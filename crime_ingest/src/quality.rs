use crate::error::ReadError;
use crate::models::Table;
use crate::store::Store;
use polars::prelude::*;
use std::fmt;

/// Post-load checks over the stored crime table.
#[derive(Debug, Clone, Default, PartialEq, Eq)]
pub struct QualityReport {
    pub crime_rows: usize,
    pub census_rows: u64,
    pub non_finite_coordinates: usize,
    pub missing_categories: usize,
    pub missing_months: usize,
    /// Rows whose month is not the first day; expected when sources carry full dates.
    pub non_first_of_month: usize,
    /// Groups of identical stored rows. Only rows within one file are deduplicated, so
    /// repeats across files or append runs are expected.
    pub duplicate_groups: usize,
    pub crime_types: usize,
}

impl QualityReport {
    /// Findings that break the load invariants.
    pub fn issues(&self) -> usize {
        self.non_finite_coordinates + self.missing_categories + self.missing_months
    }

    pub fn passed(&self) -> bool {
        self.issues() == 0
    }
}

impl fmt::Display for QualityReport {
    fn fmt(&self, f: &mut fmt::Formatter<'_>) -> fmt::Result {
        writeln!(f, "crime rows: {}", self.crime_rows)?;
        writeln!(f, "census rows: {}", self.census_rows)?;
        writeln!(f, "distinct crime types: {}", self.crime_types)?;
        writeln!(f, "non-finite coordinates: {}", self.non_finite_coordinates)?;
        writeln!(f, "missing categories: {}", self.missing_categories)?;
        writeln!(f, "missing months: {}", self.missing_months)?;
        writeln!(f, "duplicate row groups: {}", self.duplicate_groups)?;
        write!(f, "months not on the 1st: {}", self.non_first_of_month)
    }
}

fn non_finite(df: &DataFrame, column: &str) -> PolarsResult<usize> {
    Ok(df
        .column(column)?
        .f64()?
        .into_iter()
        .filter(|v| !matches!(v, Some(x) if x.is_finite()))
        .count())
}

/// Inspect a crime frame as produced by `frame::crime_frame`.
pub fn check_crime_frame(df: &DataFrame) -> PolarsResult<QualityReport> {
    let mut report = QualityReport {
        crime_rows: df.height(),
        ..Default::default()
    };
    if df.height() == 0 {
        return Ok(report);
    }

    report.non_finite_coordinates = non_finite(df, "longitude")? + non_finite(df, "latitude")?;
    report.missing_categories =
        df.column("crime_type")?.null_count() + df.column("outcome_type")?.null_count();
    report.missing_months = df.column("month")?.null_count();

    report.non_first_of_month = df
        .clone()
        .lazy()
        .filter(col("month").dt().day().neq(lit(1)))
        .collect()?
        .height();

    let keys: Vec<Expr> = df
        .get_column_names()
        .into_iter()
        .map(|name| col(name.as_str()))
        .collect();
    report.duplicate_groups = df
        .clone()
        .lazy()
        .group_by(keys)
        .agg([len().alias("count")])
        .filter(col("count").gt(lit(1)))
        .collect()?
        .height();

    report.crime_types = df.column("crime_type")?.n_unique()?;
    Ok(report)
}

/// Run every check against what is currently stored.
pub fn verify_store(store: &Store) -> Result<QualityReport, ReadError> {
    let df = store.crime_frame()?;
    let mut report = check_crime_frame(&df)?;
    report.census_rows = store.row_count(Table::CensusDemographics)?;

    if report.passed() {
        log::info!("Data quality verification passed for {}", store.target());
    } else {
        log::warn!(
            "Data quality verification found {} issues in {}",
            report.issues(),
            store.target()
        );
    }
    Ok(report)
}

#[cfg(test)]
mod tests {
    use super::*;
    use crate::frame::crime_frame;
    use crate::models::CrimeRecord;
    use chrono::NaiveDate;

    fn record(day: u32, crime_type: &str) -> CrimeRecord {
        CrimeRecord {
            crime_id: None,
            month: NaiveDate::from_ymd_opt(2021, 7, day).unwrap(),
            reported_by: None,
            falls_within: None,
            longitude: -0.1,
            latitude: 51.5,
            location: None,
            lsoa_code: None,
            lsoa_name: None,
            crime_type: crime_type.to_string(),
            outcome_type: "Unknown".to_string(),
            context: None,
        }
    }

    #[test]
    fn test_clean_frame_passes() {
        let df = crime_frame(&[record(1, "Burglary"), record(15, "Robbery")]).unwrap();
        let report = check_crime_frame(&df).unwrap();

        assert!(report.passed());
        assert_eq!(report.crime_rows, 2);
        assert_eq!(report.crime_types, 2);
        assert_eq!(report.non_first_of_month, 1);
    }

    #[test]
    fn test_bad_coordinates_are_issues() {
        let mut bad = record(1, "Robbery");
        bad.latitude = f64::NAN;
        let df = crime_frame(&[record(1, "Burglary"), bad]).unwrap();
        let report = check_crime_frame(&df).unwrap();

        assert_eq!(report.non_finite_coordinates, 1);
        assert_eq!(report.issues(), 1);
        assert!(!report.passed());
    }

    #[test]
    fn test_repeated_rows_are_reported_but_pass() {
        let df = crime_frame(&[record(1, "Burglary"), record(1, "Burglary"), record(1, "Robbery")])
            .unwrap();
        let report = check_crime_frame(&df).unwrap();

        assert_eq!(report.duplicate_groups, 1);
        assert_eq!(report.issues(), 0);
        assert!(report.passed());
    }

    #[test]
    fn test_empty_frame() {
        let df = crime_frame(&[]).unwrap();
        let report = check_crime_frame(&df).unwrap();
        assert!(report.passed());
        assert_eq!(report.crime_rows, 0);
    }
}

──────

*WORK ITEM*. Please reproduce the records exactly, without leaving any out.

*EXPECTED OUTPUT*.
filename crime_ingest/src/quality.rs
use crate::error::ReadError;
use crate::models::Table;
use crate::store::Store;
use polars::prelude::*;
use std::fmt;

/// Post-load checks over the stored crime table.
#[derive(Debug, Clone, Default, PartialEq, Eq)]
pub struct QualityReport {
    pub crime_rows: usize,
    pub census_rows: u64,
    pub non_finite_coordinates: usize,
    pub missing_categories: usize,
    pub missing_months: usize,
    /// Rows whose month is not the first day; expected when sources carry full dates.
    pub non_first_of_month: usize,
    /// Groups of identical stored rows. Only rows within one file are deduplicated, so
    /// repeats across files or append runs are expected.
    pub duplicate_groups: usize,
    pub crime_types: usize,
}

impl QualityReport {
    /// Findings that break the load invariants.
    pub fn issues(&self) -> usize {
        self.non_finite_coordinates + self.missing_categories + self.missing_months
    }

    pub fn passed(&self) -> bool {
        self.issues() == 0
    }
}

impl fmt::Display for QualityReport {
    fn fmt(&self, f: &mut fmt::Formatter<'_>) -> fmt::Result {
        writeln!(f, "crime rows: {}", self.crime_rows)?;
        writeln!(f, "census rows: {}", self.census_rows)?;
        writeln!(f, "distinct crime types: {}", self.crime_types)?;
        writeln!(f, "non-finite coordinates: {}", self.non_finite_coordinates)?;
        writeln!(f, "missing categories: {}", self.missing_categories)?;
        writeln!(f, "missing months: {}", self.missing_months)?;
        writeln!(f, "duplicate row groups: {}", self.duplicate_groups)?;
        write!(f, "months not on the 1st: {}", self.non_first_of_month)
    }
}

fn non_finite(df: &DataFrame, column: &str) -> PolarsResult<usize> {
    Ok(df
        .column(column)?
        .f64()?
        .into_iter()
        .filter(|v| !matches!(v, Some(x) if x.is_finite()))
        .count())
}

/// Inspect a crime frame as produced by `frame::crime_frame`.
pub fn check_crime_frame(df: &DataFrame) -> PolarsResult<QualityReport> {
    let mut report = QualityReport {
        crime_rows: df.height(),
        ..Default::default()
    };
    if df.height() == 0 {
        return Ok(report);
    }

    report.non_finite_coordinates = non_finite(df, "longitude")? + non_finite(df, "latitude")?;
    report.missing_categories =
        df.column("crime_type")?.null_count() + df.column("outcome_type")?.null_count();
    report.missing_months = df.column("month")?.null_count();

    report.non_first_of_month = df
        .clone()
        .lazy()
        .filter(col("month").dt().day().neq(lit(1)))
        .collect()?
        .height();

    let keys: Vec<Expr> = df
        .get_column_names()
        .into_iter()
        .map(|name| col(name.as_str()))
        .collect();
    report.duplicate_groups = df
        .clone()
        .lazy()
        .group_by(keys)
        .agg([len().alias("count")])
        .filter(col("count").gt(lit(1)))
        .collect()?
        .height();

    report.crime_types = df.column("crime_type")?.n_unique()?;
    Ok(report)
}

/// Run every check against what is currently stored.
pub fn verify_store(store: &Store) -> Result<QualityReport, ReadError> {
    let df = store.crime_frame()?;
    let mut report = check_crime_frame(&df)?;
    report.census_rows = store.row_count(Table::CensusDemographics)?;

    if report.passed() {
        log::info!("Data quality verification passed for {}", store.target());
    } else {
        log::warn!(
            "Data quality verification found {} issues in {}",
            report.issues(),
            store.target()
        );
    }
    Ok(report)
}

#[cfg(test)]
mod tests {
    use super::*;
    use crate::frame::crime_frame;
    use crate::models::CrimeRecord;
    use chrono::NaiveDate;

    fn record(day: u32, crime_type: &str) -> CrimeRecord {
        CrimeRecord {
            crime_id: None,
            month: NaiveDate::from_ymd_opt(2021, 7, day).unwrap(),
            reported_by: None,
            falls_within: None,
            longitude: -0.1,
            latitude: 51.5,
            location: None,
            lsoa_code: None,
            lsoa_name: None,
            crime_type: crime_type.to_string(),
            outcome_type: "Unknown".to_string(),
            context: None,
        }
    }

    #[test]
    fn test_clean_frame_passes() {
        let df = crime_frame(&[record(1, "Burglary"), record(15, "Robbery")]).unwrap();
        let report = check_crime_frame(&df).unwrap();

        assert!(report.passed());
        assert_eq!(report.crime_rows, 2);
        assert_eq!(report.crime_types, 2);
        assert_eq!(report.non_first_of_month, 1);
    }

    #[test]
    fn test_bad_coordinates_are_issues() {
        let mut bad = record(1, "Robbery");
        bad.latitude = f64::NAN;
        let df = crime_frame(&[record(1, "Burglary"), bad]).unwrap();
        let report = check_crime_frame(&df).unwrap();

        assert_eq!(report.non_finite_coordinates, 1);
        assert_eq!(report.issues(), 1);
        assert!(!report.passed());
    }

    #[test]
    fn test_repeated_rows_are_reported_but_pass() {
        let df = crime_frame(&[record(1, "Burglary"), record(1, "Burglary"), record(1, "Robbery")])
            .unwrap();
        let report = check_crime_frame(&df).unwrap();

        assert_eq!(report.duplicate_groups, 1);
        assert_eq!(report.issues(), 0);
        assert!(report.passed());
    }

    #[test]
    fn test_empty_frame() {
        let df = crime_frame(&[]).unwrap();
        let report = check_crime_frame(&df).unwrap();
        assert!(report.passed());
        assert_eq!(report.crime_rows, 0);
    }
}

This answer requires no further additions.